Autor: Paolo M. Ghezzi, S. Murtas, G. Cogoni, R. Ferrara, D. Casu, Piergiorgio Bolasco, F. Cadinu
Rok vydání: 2006
Předmět:
Zdroj: Blood Purification. 24:301-308
ISSN: 1421-9735
0253-5068
DOI: 10.1159/000091451
Popis: Aim: The purpose of this study was to optimize the operative and analytical methodologies to a more exact determination of intradialytic kinetics of the phosphates (P) tested in hemodialysis (HD) and in on-line hemodiafiltration with endogenous reinfusion (HFR – Hemo Filtrate Reinfusion). Methods: The mass balance measurements of urea and P were carried out in 18 clinically stable HD patients. The effective blood flow (Qb) was measured with a Transonic® monitor. The plasma was deproteinized with 10% trichloroacetic acid to prevent breakdown of the proteins and the consequent pseudohyperphosphatemia. Subsequently the supernatant containing the ultrafiltrable phosphates was made to react with a solution of ammonium molybdate for a spectrophotometric reading. Results: The mean urea mass transfer in HD was 16.9 g/session and in HFR 15.4 g/session. The mean P mass transfer in HD was 726 mg/session and in HFR 679 mg/session. Nevertheless, in HFR a significant difference was verified between the clearances of P, between the plasma water side (122.4 ± 30.8 ml/min) and the dialysate side (105.9 ± 19.4 ml/min). Conclusion: As far as the P mass transfer is concerned, the data obtained is able to be superimposed with that described in the literature during HD, while in HFR it is possible to hypothesize a high efficiency, thanks to an increased output of P in relation to the phenomenon of adsorption which, although is limited, contributes to the transfer of the total mass.
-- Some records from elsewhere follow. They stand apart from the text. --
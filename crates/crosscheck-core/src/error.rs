//! Error types for ta-crosscheck-core.
//!
//! Errors raised while resolving or running a single test are contained by the
//! runner and turned into a failing verdict. Only [`Error::ParamSyntax`] and the
//! suite-loading errors are meant to surface to the caller, since they describe a
//! misconfigured run rather than a defect in the library under test.

use thiserror::Error;

/// The main error type for ta-crosscheck operations.
#[derive(Debug, Error)]
pub enum Error {
    /// No candidate indicator is registered under the resolved name.
    #[error("no candidate indicator found for: {name}")]
    CandidateNotFound {
        /// The name that was looked up.
        name: String,
    },

    /// No reference indicator could be located under any candidate name.
    ///
    /// `tried` lists every name that was looked up, in lookup order.
    #[error("no reference indicator found for: {name} (tried: {})", tried.join(", "))]
    ReferenceNotFound {
        /// The test name being resolved.
        name: String,
        /// Names looked up in the reference library.
        tried: Vec<String>,
    },

    /// An input column requested by a test does not exist in the price table.
    #[error("unknown input column '{column}'")]
    UnknownColumn {
        /// The requested column name.
        column: String,
    },

    /// A `key=value` override string could not be parsed.
    #[error("invalid parameter expression '{input}': {reason}")]
    ParamSyntax {
        /// The offending input string.
        input: String,
        /// What was wrong with it.
        reason: String,
    },

    /// A parameter is missing or has the wrong type for the indicator.
    #[error("parameter '{key}': {reason}")]
    Param {
        /// The parameter name.
        key: String,
        /// Description of the problem.
        reason: String,
    },

    /// An indicator adapter failed to compute its outputs.
    #[error("{indicator} failed: {source}")]
    Compute {
        /// Name of the indicator that failed.
        indicator: String,
        /// The adapter's own error.
        #[source]
        source: Box<dyn std::error::Error + Send + Sync>,
    },

    /// A declared output swap references an output that does not exist.
    #[error("swap index {index} out of range for {outputs} outputs")]
    SwapOutOfRange {
        /// The out-of-range index.
        index: usize,
        /// Number of outputs produced by the indicator.
        outputs: usize,
    },

    /// Price table columns have inconsistent lengths.
    #[error("column '{column}' has {actual} rows, expected {expected}")]
    TableShape {
        /// The column with the wrong length.
        column: &'static str,
        /// Number of rows expected (length of the date index).
        expected: usize,
        /// Number of rows found.
        actual: usize,
    },

    /// A declarative suite is structurally invalid.
    #[error("invalid suite: {reason}")]
    Suite {
        /// Description of the problem.
        reason: String,
    },

    /// A suite document is not valid JSON or does not match the schema.
    #[error("suite is not valid JSON: {0}")]
    Json(#[from] serde_json::Error),
}

impl Error {
    /// Wraps an adapter error as [`Error::Compute`].
    pub fn compute<E>(indicator: impl Into<String>, source: E) -> Self
    where
        E: std::error::Error + Send + Sync + 'static,
    {
        Self::Compute {
            indicator: indicator.into(),
            source: Box::new(source),
        }
    }

    /// Builds an [`Error::Param`].
    pub fn param(key: impl Into<String>, reason: impl Into<String>) -> Self {
        Self::Param {
            key: key.into(),
            reason: reason.into(),
        }
    }
}

/// Convenience type alias for Results using the ta-crosscheck Error type.
pub type Result<T> = std::result::Result<T, Error>;
//! Numeric element trait and input validation shared by the kernels.
//!
//! # Example
//!
//! ```
//! use ta_crosscheck_indicators::traits::{validate_indicator_input, SeriesElement};
//!
//! fn mean<T: SeriesElement>(data: &[T], period: usize) -> ta_crosscheck_indicators::Result<T> {
//!     validate_indicator_input(data, period, "mean")?;
//!     let sum = data.iter().take(period).fold(T::zero(), |acc, &x| acc + x);
//!     Ok(sum / T::from_usize(period)?)
//! }
//!
//! assert!((mean(&[1.0_f64, 2.0, 3.0], 3).unwrap() - 2.0).abs() < 1e-12);
//! ```

use num_traits::{Float, NumCast};

use crate::error::{Error, Result};

/// A type usable as an element of a price or indicator series.
pub trait SeriesElement: Float + NumCast + Copy + Default + Send + Sync + 'static {
    /// Converts a period or count.
    ///
    /// # Errors
    ///
    /// Returns `Error::NumericConversion` if the value cannot be represented.
    #[inline]
    fn from_usize(value: usize) -> Result<Self> {
        <Self as NumCast>::from(value).ok_or(Error::NumericConversion {
            context: "usize to series element",
        })
    }

    /// Converts a floating-point parameter.
    ///
    /// # Errors
    ///
    /// Returns `Error::NumericConversion` if the value cannot be represented.
    #[inline]
    fn from_f64(value: f64) -> Result<Self> {
        <Self as NumCast>::from(value).ok_or(Error::NumericConversion {
            context: "f64 to series element",
        })
    }

    /// The constant 2, used by EMA smoothing `2 / (period + 1)`.
    #[inline]
    #[must_use]
    fn two() -> Self {
        Self::one() + Self::one()
    }

    /// The constant 50, the neutral RSI value.
    #[inline]
    #[must_use]
    fn fifty() -> Self {
        Self::hundred() / Self::two()
    }

    /// The constant 100.
    #[inline]
    #[must_use]
    fn hundred() -> Self {
        let ten = Self::two() * Self::two() + Self::two() * Self::two() + Self::two();
        ten * ten
    }
}

impl<T: Float + NumCast + Copy + Default + Send + Sync + 'static> SeriesElement for T {}

/// Rejects a zero period.
///
/// # Errors
///
/// Returns `Error::InvalidPeriod` if the period is zero.
#[inline]
pub const fn validate_period(period: usize) -> Result<()> {
    if period == 0 {
        Err(Error::InvalidPeriod {
            period,
            reason: "period must be at least 1",
        })
    } else {
        Ok(())
    }
}

/// Checks that a non-empty series holds at least `required` elements.
///
/// # Errors
///
/// Returns `Error::EmptyInput` or `Error::InsufficientData`.
#[inline]
pub fn validate_min_length<T>(data: &[T], required: usize, indicator: &'static str) -> Result<()> {
    if data.is_empty() {
        return Err(Error::EmptyInput);
    }
    if data.len() < required {
        return Err(Error::InsufficientData {
            required,
            actual: data.len(),
            indicator,
        });
    }
    Ok(())
}

/// Validates a period and a series long enough to produce one value.
///
/// # Errors
///
/// Returns `Error::InvalidPeriod`, `Error::EmptyInput` or `Error::InsufficientData`.
#[inline]
pub fn validate_indicator_input<T: SeriesElement>(
    data: &[T],
    period: usize,
    indicator: &'static str,
) -> Result<()> {
    validate_period(period)?;
    validate_min_length(data, period, indicator)
}

/// Checks that high, low and close have the same length.
///
/// # Errors
///
/// Returns `Error::LengthMismatch` naming the first input that differs.
#[inline]
pub fn validate_same_length<T>(high: &[T], low: &[T], close: &[T], indicator: &'static str) -> Result<()> {
    for other in [low, close] {
        if other.len() != high.len() {
            return Err(Error::LengthMismatch {
                expected: high.len(),
                actual: other.len(),
                indicator,
            });
        }
    }
    Ok(())
}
Based on this study and re-examining the literature on P kinetics, there is space for methodological improvement both on the operating front with careful determination of the effective Qb, and on the chemical front overcoming the inaccuracy of automatic analyzers in determining the plasma P owing to possible overestimation of phosphatemia and poor sensitivity in measuring the lower levels of P present in the dialysate and/or ultrafiltrate.